◆ WHAT YOU HAVE TO DO:
How many lines of the data contain the word "clone"? Give only that number.

◆ SUPPLIED MATERIAL:
===============

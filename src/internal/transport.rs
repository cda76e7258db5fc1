//! 传输层：能力接口、错误类型、进度模型，以及基于 reqwest 的 WebDAV 实现。

pub mod structs;
pub mod traits;
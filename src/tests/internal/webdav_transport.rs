//! WebDAV 传输实现：用 wiremock 模拟服务端，校验请求方法、路径、请求头与状态码映射。

use tempfile::TempDir;
use wiremock::matchers::{header, method, path};
use wiremock::{Mock, MockServer, ResponseTemplate};

use crate::auth::WebdavAuth;
use crate::remote_file::RemotePath;
use crate::states::unlock_reactive::UnlockReactiveProperty;
use crate::tests::{random_bytes, write_local};
use crate::transport::{ProgressState, Transport, TransferProgress, TransportError, WebdavTransport};

const DOCS_LISTING: &str = r#"<?xml version="1.0" encoding="utf-8"?>
<multistatus xmlns="DAV:">
  <response>
    <href>/dav/docs/</href>
    <propstat>
      <prop><resourcetype><collection/></resourcetype></prop>
      <status>HTTP/1.1 200 OK</status>
    </propstat>
  </response>
  <response>
    <href>/dav/docs/report.pdf</href>
    <propstat>
      <prop>
        <resourcetype/>
        <getcontentlength>12</getcontentlength>
        <getlastmodified>Mon, 12 Jan 2026 08:00:00 GMT</getlastmodified>
        <getetag>"abc"</getetag>
      </prop>
      <status>HTTP/1.1 200 OK</status>
    </propstat>
  </response>
  <response>
    <href>/dav/docs/old%20files/</href>
    <propstat>
      <prop><resourcetype><collection/></resourcetype></prop>
      <status>HTTP/1.1 200 OK</status>
    </propstat>
  </response>
</multistatus>"#;

const FILE_INFO: &str = r#"<?xml version="1.0" encoding="utf-8"?>
<multistatus xmlns="DAV:">
  <response>
    <href>/dav/docs/report.pdf</href>
    <propstat>
      <prop>
        <resourcetype/>
        <getcontentlength>12</getcontentlength>
      </prop>
      <status>HTTP/1.1 200 OK</status>
    </propstat>
  </response>
</multistatus>"#;

async fn transport_for(server: &MockServer) -> WebdavTransport {
    let auth = WebdavAuth::new("user", "pass", &format!("{}/dav", server.uri())).unwrap();
    WebdavTransport::new(auth)
}

fn progress() -> ProgressState {
    UnlockReactiveProperty::new(TransferProgress::idle())
}

#[tokio::test]
async fn connect_sends_basic_auth_propfind() {
    let server = MockServer::start().await;
    Mock::given(method("PROPFIND"))
        .and(path("/dav/"))
        .and(header("authorization", "Basic dXNlcjpwYXNz"))
        .and(header("depth", "0"))
        .respond_with(ResponseTemplate::new(207).set_body_string(FILE_INFO))
        .expect(1)
        .mount(&server)
        .await;

    let transport = transport_for(&server).await;

    transport.connect().await.unwrap();
}

#[tokio::test]
async fn list_drops_self_entry_and_marks_directories() {
    let server = MockServer::start().await;
    Mock::given(method("PROPFIND"))
        .and(path("/dav/docs/"))
        .and(header("depth", "1"))
        .respond_with(ResponseTemplate::new(207).set_body_string(DOCS_LISTING))
        .mount(&server)
        .await;

    let transport = transport_for(&server).await;
    let names = transport.list(&RemotePath::new("/docs")).await.unwrap();

    assert_eq!(names, vec!["report.pdf", "old files/"]);
}

#[tokio::test]
async fn info_reads_content_length() {
    let server = MockServer::start().await;
    Mock::given(method("PROPFIND"))
        .and(path("/dav/docs/report.pdf"))
        .respond_with(ResponseTemplate::new(207).set_body_string(FILE_INFO))
        .mount(&server)
        .await;

    let transport = transport_for(&server).await;
    let info = transport.info(&RemotePath::new("/docs/report.pdf")).await.unwrap();

    assert_eq!(info.size, Some(12));
    assert!(!info.is_directory());
}

#[tokio::test]
async fn redirected_directory_check_retries_with_trailing_slash() {
    let server = MockServer::start().await;
    Mock::given(method("PROPFIND"))
        .and(path("/dav/docs"))
        .respond_with(
            ResponseTemplate::new(301).insert_header("Location", "/dav/docs/"),
        )
        .expect(2)
        .mount(&server)
        .await;
    Mock::given(method("PROPFIND"))
        .and(path("/dav/docs/"))
        .and(header("depth", "0"))
        .respond_with(ResponseTemplate::new(207).set_body_string(DOCS_LISTING))
        .expect(2)
        .mount(&server)
        .await;
    Mock::given(method("GET"))
        .respond_with(ResponseTemplate::new(404))
        .expect(0)
        .mount(&server)
        .await;

    let transport = transport_for(&server).await;
    let docs = RemotePath::new("/docs");

    assert!(transport.check(&docs).await.unwrap());
    assert!(transport.info(&docs).await.unwrap().is_directory());
}

#[tokio::test]
async fn check_maps_404_to_false() {
    let server = MockServer::start().await;
    Mock::given(method("PROPFIND"))
        .respond_with(ResponseTemplate::new(404))
        .mount(&server)
        .await;

    let transport = transport_for(&server).await;

    assert!(!transport.check(&RemotePath::new("/missing")).await.unwrap());
}

#[tokio::test]
async fn mkdir_conflict_is_parent_missing() {
    let server = MockServer::start().await;
    Mock::given(method("MKCOL"))
        .and(path("/dav/a/b/"))
        .respond_with(ResponseTemplate::new(409))
        .mount(&server)
        .await;

    let transport = transport_for(&server).await;
    let err = transport.mkdir(&RemotePath::new("/a/b")).await.unwrap_err();

    assert!(matches!(err, TransportError::ParentMissing(ref p) if p.as_str() == "/a"));
}

#[tokio::test]
async fn upload_streams_file_body() {
    let server = MockServer::start().await;
    Mock::given(method("PUT"))
        .and(path("/dav/up/file%20one.bin"))
        .respond_with(ResponseTemplate::new(201))
        .expect(1)
        .mount(&server)
        .await;

    let dir = TempDir::new().unwrap();
    let content = random_bytes(200_000);
    let local = write_local(dir.path(), "file.bin", &content);
    let transport = transport_for(&server).await;
    let state = progress();

    transport
        .upload(&local, &RemotePath::new("/up/file one.bin"), &state)
        .await
        .unwrap();

    let requests = server.received_requests().await.unwrap();
    assert_eq!(requests[0].body, content);
    let last = state.get_current().unwrap();
    assert_eq!(last.bytes_done, 200_000);
    assert_eq!(last.total, Some(200_000));
}

#[tokio::test]
async fn download_writes_response_body() {
    let server = MockServer::start().await;
    let content = random_bytes(4096);
    Mock::given(method("GET"))
        .and(path("/dav/f.bin"))
        .respond_with(ResponseTemplate::new(200).set_body_bytes(content.clone()))
        .mount(&server)
        .await;

    let dir = TempDir::new().unwrap();
    let target = dir.path().join("f.bin");
    let transport = transport_for(&server).await;
    let state = progress();

    transport
        .download(&RemotePath::new("/f.bin"), &target, &state)
        .await
        .unwrap();

    assert_eq!(std::fs::read(&target).unwrap(), content);
    assert_eq!(state.get_current().unwrap().bytes_done, 4096);
}

#[tokio::test]
async fn copy_sends_absolute_destination() {
    let server = MockServer::start().await;
    let destination = format!("{}/dav/b.txt", server.uri());
    Mock::given(method("COPY"))
        .and(path("/dav/a.txt"))
        .and(header("destination", destination.as_str()))
        .and(header("overwrite", "T"))
        .respond_with(ResponseTemplate::new(201))
        .expect(1)
        .mount(&server)
        .await;

    let transport = transport_for(&server).await;

    transport
        .copy(&RemotePath::new("/a.txt"), &RemotePath::new("/b.txt"))
        .await
        .unwrap();
}

#[tokio::test]
async fn delete_missing_is_not_found() {
    let server = MockServer::start().await;
    Mock::given(method("DELETE"))
        .respond_with(ResponseTemplate::new(404))
        .mount(&server)
        .await;

    let transport = transport_for(&server).await;
    let err = transport.delete(&RemotePath::new("/gone")).await.unwrap_err();

    assert!(err.is_not_found());
}

#[tokio::test]
async fn server_error_keeps_status() {
    let server = MockServer::start().await;
    Mock::given(method("MOVE"))
        .respond_with(ResponseTemplate::new(500).set_body_string("boom"))
        .mount(&server)
        .await;

    let transport = transport_for(&server).await;
    let err = transport
        .move_to(&RemotePath::new("/a"), &RemotePath::new("/b"))
        .await
        .unwrap_err();

    assert!(matches!(err, TransportError::Status { status: 500, ref message } if message == "boom"));
}
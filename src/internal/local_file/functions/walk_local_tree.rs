use std::path::{Path, PathBuf};

use walkdir::WalkDir;

use crate::internal::local_file::structs::LocalEntry;
use crate::internal::sync::structs::SyncError;

/// 先序遍历本地目录（不含起点），同级按文件名排序
///
/// 目录总是排在其内容之前。符号链接按其指向的文件或目录处理，
/// 循环链接与失效链接会使遍历失败。
/// 超过 `max_depth` 层的条目会使整个遍历失败，而不是被静默截断。
pub async fn walk_local_tree(
    root: &Path,
    max_depth: usize,
) -> Result<Vec<LocalEntry>, SyncError> {
    let root = root.to_path_buf();

    let task_root = root.clone();
    tokio::task::spawn_blocking(move || walk_blocking(&task_root, max_depth))
        .await
        .map_err(|e| SyncError::LocalIo {
            path: root,
            source: std::io::Error::other(e),
        })?
}

fn walk_blocking(
    root: &Path,
    max_depth: usize,
) -> Result<Vec<LocalEntry>, SyncError> {
    let walker = WalkDir::new(root)
        .min_depth(1)
        .max_depth(max_depth.saturating_add(1))
        .follow_links(true)
        .sort_by_file_name();

    let mut entries = Vec::new();

    for item in walker {
        let item = item.map_err(|e| {
            let path = e
                .path()
                .map(Path::to_path_buf)
                .unwrap_or_else(|| root.to_path_buf());
            SyncError::LocalIo { path, source: e.into() }
        })?;

        if item.depth() > max_depth {
            return Err(SyncError::DepthExceeded {
                location: item.path().display().to_string(),
                max_depth,
            });
        }

        let relative = relative_slash_path(root, item.path());
        let is_dir = item.file_type().is_dir();
        let size = if is_dir {
            0
        } else {
            item.metadata()
                .map_err(|e| SyncError::LocalIo {
                    path: item.path().to_path_buf(),
                    source: e.into(),
                })?
                .len()
        };

        entries.push(LocalEntry {
            path: item.path().to_path_buf(),
            relative,
            name: item.file_name().to_string_lossy().into_owned(),
            is_dir,
            size,
        });
    }

    Ok(entries)
}

fn relative_slash_path(root: &Path, path: &Path) -> String {
    let relative: PathBuf = path.strip_prefix(root).unwrap_or(path).to_path_buf();

    relative
        .components()
        .map(|c| c.as_os_str().to_string_lossy().into_owned())
        .collect::<Vec<_>>()
        .join("/")
}
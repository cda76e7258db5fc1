//! 配置文件：TOML + 环境变量覆盖。
//!
//! 环境变量以 `WEBDAV_SYNC_` 开头，段与键之间用 `__` 分隔，
//! 例如 `WEBDAV_SYNC_WEBDAV__PASSWORD`。

pub mod structs;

===============

◆ RESPONSE TO THE EXERCISE:
2